Forse questa perdita della “testa” come punto di riferimento è un qualcosa che un pò ci detronizza. Eravamo abituati a concepirci come depositari o esperti della cosiddetta esperienza interna. Tanta letteratura nostra è piena di espressioni come “esperienza interna”, “confini dell’io”, “barriera dell’io” , “oggetti interni”…..
Tutto questo diverso concettualizzare il “fuori” come unico “dentro” possibile corrisponde alla formazione del nostro clinico? L’impressione è piuttosto che il nostro clinico venga lasciato a se stesso, alla propria autodidattica, o al proprio s-praticarsi, o all’avere un qualche maestro occasionale. Gli aspetti atmosferici sono, certo, più affidati alla “predisposizione” del clinico, alla sua ricettività generale, alla sua impressionabilità. Dalla sua corretta formazione dipende, tuttavia, la sua capacità di utilizzare in maniera significativa il portato dell’incontro.

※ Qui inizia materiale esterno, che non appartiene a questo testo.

//! Worker pool: claims pending jobs and runs conversions to a terminal
//! state.
//!
//! Concurrency is bounded by a semaphore. Each claimed job runs under an
//! enforced timeout; the converter invocation is scoped so temp resources
//! and child processes are reclaimed on every exit path, including timeout.

use std::sync::Arc;
use std::time::Duration;

use chrono::Utc;
use sha2::{Digest, Sha256};
use tokio::sync::{broadcast, mpsc, Semaphore};
use tokio::time::sleep;
use uuid::Uuid;

use transmute_convert::{ConvertError, ConvertRequest, ConverterRegistry};
use transmute_core::models::{
    ConversionJob, FileKind, FileRecord, JobError, JobErrorKind, JobStatus,
};
use transmute_core::Format;
use transmute_db::{FileRepository, JobRepository, SettingsRepository};
use transmute_storage::{keys, Storage};

use crate::engine::{EngineConfig, JobEvent};

/// Everything a worker needs to execute a claimed job.
#[derive(Clone)]
pub(crate) struct WorkerContext {
    pub files: FileRepository,
    pub jobs: JobRepository,
    pub settings: SettingsRepository,
    pub storage: Arc<dyn Storage>,
    pub registry: Arc<ConverterRegistry>,
    pub events_tx: broadcast::Sender<JobEvent>,
    pub config: EngineConfig,
}

pub(crate) async fn worker_pool(
    context: WorkerContext,
    mut wake_rx: mpsc::Receiver<()>,
    mut shutdown_rx: mpsc::Receiver<()>,
) {
    tracing::info!(
        max_workers = context.config.max_workers,
        poll_interval_ms = context.config.poll_interval_ms,
        "Conversion worker pool started"
    );

    let semaphore = Arc::new(Semaphore::new(context.config.max_workers));
    let poll_interval = Duration::from_millis(context.config.poll_interval_ms);

    loop {
        tokio::select! {
            _ = shutdown_rx.recv() => {
                tracing::info!("Conversion worker pool shutting down");
                break;
            }
            _ = wake_rx.recv() => {
                claim_and_dispatch(&context, &semaphore).await;
            }
            _ = sleep(poll_interval) => {
                claim_and_dispatch(&context, &semaphore).await;
            }
        }
    }

    tracing::info!("Conversion worker pool stopped");
}

/// Claim as many pending jobs as free workers allow, spawning one task per
/// claim. Unrelated jobs never serialize behind one slow conversion.
async fn claim_and_dispatch(context: &WorkerContext, semaphore: &Arc<Semaphore>) {
    loop {
        let permit = match semaphore.clone().try_acquire_owned() {
            Ok(permit) => permit,
            Err(_) => return,
        };

        match context.jobs.claim_next().await {
            Ok(Some(job)) => {
                let context = context.clone();
                tokio::spawn(async move {
                    let _permit = permit;
                    run_claimed(context, job).await;
                });
            }
            Ok(None) => {
                drop(permit);
                return;
            }
            Err(e) => {
                drop(permit);
                tracing::error!(error = %e, "Failed to claim conversion job");
                return;
            }
        }
    }
}

/// Drive one claimed (running) job to a terminal state.
#[tracing::instrument(skip(context, job), fields(job_id = %job.id, output_format = %job.output_format))]
async fn run_claimed(context: WorkerContext, job: ConversionJob) {
    let timeout = Duration::from_secs(context.config.job_timeout_secs);

    let status = match tokio::time::timeout(timeout, perform(&context, &job)).await {
        Ok(Ok(output_id)) => {
            tracing::info!(output_file_id = %output_id, "Conversion job completed");
            JobStatus::Complete
        }
        Ok(Err(job_error)) => {
            tracing::warn!(
                kind = ?job_error.kind,
                message = %job_error.message,
                "Conversion job failed"
            );
            if let Err(e) = context.jobs.mark_failed(job.id, &job_error).await {
                tracing::error!(error = %e, "Failed to record job failure");
            }
            JobStatus::Failed
        }
        Err(_) => {
            // Dropping the perform future kills converter child processes
            // (kill-on-drop) and releases staged temp files.
            let job_error = JobError::new(
                JobErrorKind::Timeout,
                format!("Conversion exceeded {}s limit", context.config.job_timeout_secs),
            );
            tracing::warn!(timeout_secs = context.config.job_timeout_secs, "Conversion job timed out");
            if let Err(e) = context.jobs.mark_failed(job.id, &job_error).await {
                tracing::error!(error = %e, "Failed to record job timeout");
            }
            JobStatus::Failed
        }
    };

    let _ = context.events_tx.send(JobEvent {
        job_id: job.id,
        status,
    });
}

fn map_convert_error(err: ConvertError) -> JobError {
    match err {
        ConvertError::Unsupported { .. } => {
            JobError::new(JobErrorKind::UnsupportedFormat, err.to_string())
        }
        ConvertError::CorruptInput(msg) => JobError::new(JobErrorKind::CorruptInput, msg),
        ConvertError::Failed(msg) => JobError::new(JobErrorKind::ConverterCrashed, msg),
        ConvertError::Io(e) => JobError::new(JobErrorKind::ConverterCrashed, e.to_string()),
    }
}

/// Execute the conversion and commit the output. Returns the output file id.
///
/// Success is atomic from a reader's perspective: the payload is stored
/// first, then the output row and the complete transition commit together;
/// if that commit fails the payload is deleted again.
async fn perform(context: &WorkerContext, job: &ConversionJob) -> Result<Uuid, JobError> {
    let source = context
        .files
        .get(job.source_file_id)
        .await
        .map_err(|e| JobError::new(JobErrorKind::StorageFailure, e.to_string()))?
        .ok_or_else(|| {
            JobError::new(
                JobErrorKind::StorageFailure,
                format!("Source file {} no longer exists", job.source_file_id),
            )
        })?;

    let data = context
        .storage
        .get(&source.storage_key)
        .await
        .map_err(|e| JobError::new(JobErrorKind::StorageFailure, e.to_string()))?;

    if data.is_empty() {
        return Err(JobError::new(
            JobErrorKind::CorruptInput,
            "Source payload is empty",
        ));
    }

    let input: Format = job
        .input_format
        .parse()
        .map_err(|_| JobError::new(JobErrorKind::CorruptInput, "Unparseable input format"))?;
    let output: Format = job
        .output_format
        .parse()
        .map_err(|_| JobError::new(JobErrorKind::CorruptInput, "Unparseable output format"))?;

    let output_bytes = if input == output {
        // Pass-through: same format, but still a distinct record and payload.
        data.clone()
    } else {
        let converter = context.registry.resolve(&input, &output).ok_or_else(|| {
            JobError::new(
                JobErrorKind::UnsupportedFormat,
                format!("No converter registered for {} to {}", input, output),
            )
        })?;

        let request = ConvertRequest {
            input,
            output: output.clone(),
            params: job.params.clone(),
        };

        converter
            .convert(&data, &request)
            .await
            .map_err(map_convert_error)?
    };

    // A converter that "succeeds" with nothing to show for it did not succeed.
    if output_bytes.is_empty() {
        return Err(JobError::new(
            JobErrorKind::ConverterCrashed,
            "Converter reported success but produced empty output",
        ));
    }

    let output_id = Uuid::new_v4();
    let storage_key = keys::conversion_key(&format!("{}{}", output_id, output.dotted_extension()));
    let checksum = hex::encode(Sha256::digest(&output_bytes));
    let size_bytes = output_bytes.len() as i64;

    context
        .storage
        .put(&storage_key, output_bytes)
        .await
        .map_err(|e| JobError::new(JobErrorKind::StorageFailure, e.to_string()))?;

    let record = FileRecord {
        id: output_id,
        kind: FileKind::Conversion,
        storage_key: storage_key.clone(),
        original_filename: job.source_filename.clone(),
        media_type: output.to_string(),
        extension: output.dotted_extension(),
        size_bytes,
        checksum,
        created_at: Utc::now(),
    };

    if let Err(e) = context.jobs.complete_with_output(job.id, &record).await {
        // Roll the payload back so no orphaned bytes outlive the failure.
        if let Err(del) = context.storage.delete(&storage_key).await {
            tracing::error!(error = %del, key = %storage_key, "Failed to roll back output payload");
        }
        return Err(JobError::new(
            JobErrorKind::StorageFailure,
            format!("Failed to record output: {}", e),
        ));
    }

    apply_retention_policy(context, &source).await;

    Ok(output_id)
}

/// Success-path policy hook: when keep_originals is off, the source record
/// and payload are removed once the output is committed.
async fn apply_retention_policy(context: &WorkerContext, source: &FileRecord) {
    let settings = match context.settings.get().await {
        Ok(settings) => settings,
        Err(e) => {
            tracing::warn!(error = %e, "Could not load settings; keeping original");
            return;
        }
    };

    if settings.keep_originals {
        return;
    }

    if let Err(e) = context.storage.delete(&source.storage_key).await {
        tracing::warn!(error = %e, file_id = %source.id, "Failed to delete original payload");
        return;
    }
    match context.files.delete(source.id).await {
        Ok(_) => {
            tracing::info!(file_id = %source.id, "Deleted original after conversion (keep_originals=false)");
        }
        Err(e) => {
            tracing::warn!(error = %e, file_id = %source.id, "Failed to delete original record");
        }
    }
}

Un uomo della strada con una pratica psichica ma senza una teoria legittimante. Spesso noi siamo questo. Ribadisco : noi siamo questo. Le impressioni di un tassista, di un salumiere, di un benzinaio, siglate dal un codice ICD o DSM. Nente di più. Mi dispiace dirlo, ma lo ribadisco : l’insistenza sulla proceduralizzazione e sull’etichettamento ha rivestito di (pseudo)scientificità “dati” che scaturiscono da “impressioni” non esercitate, con formate, non condivisibili, non educate, non innervate da un pensiero. E taccio sulle ricadute degli studi di coorte in cui i pazienti vengono reclutati a naso e formattati dai codici.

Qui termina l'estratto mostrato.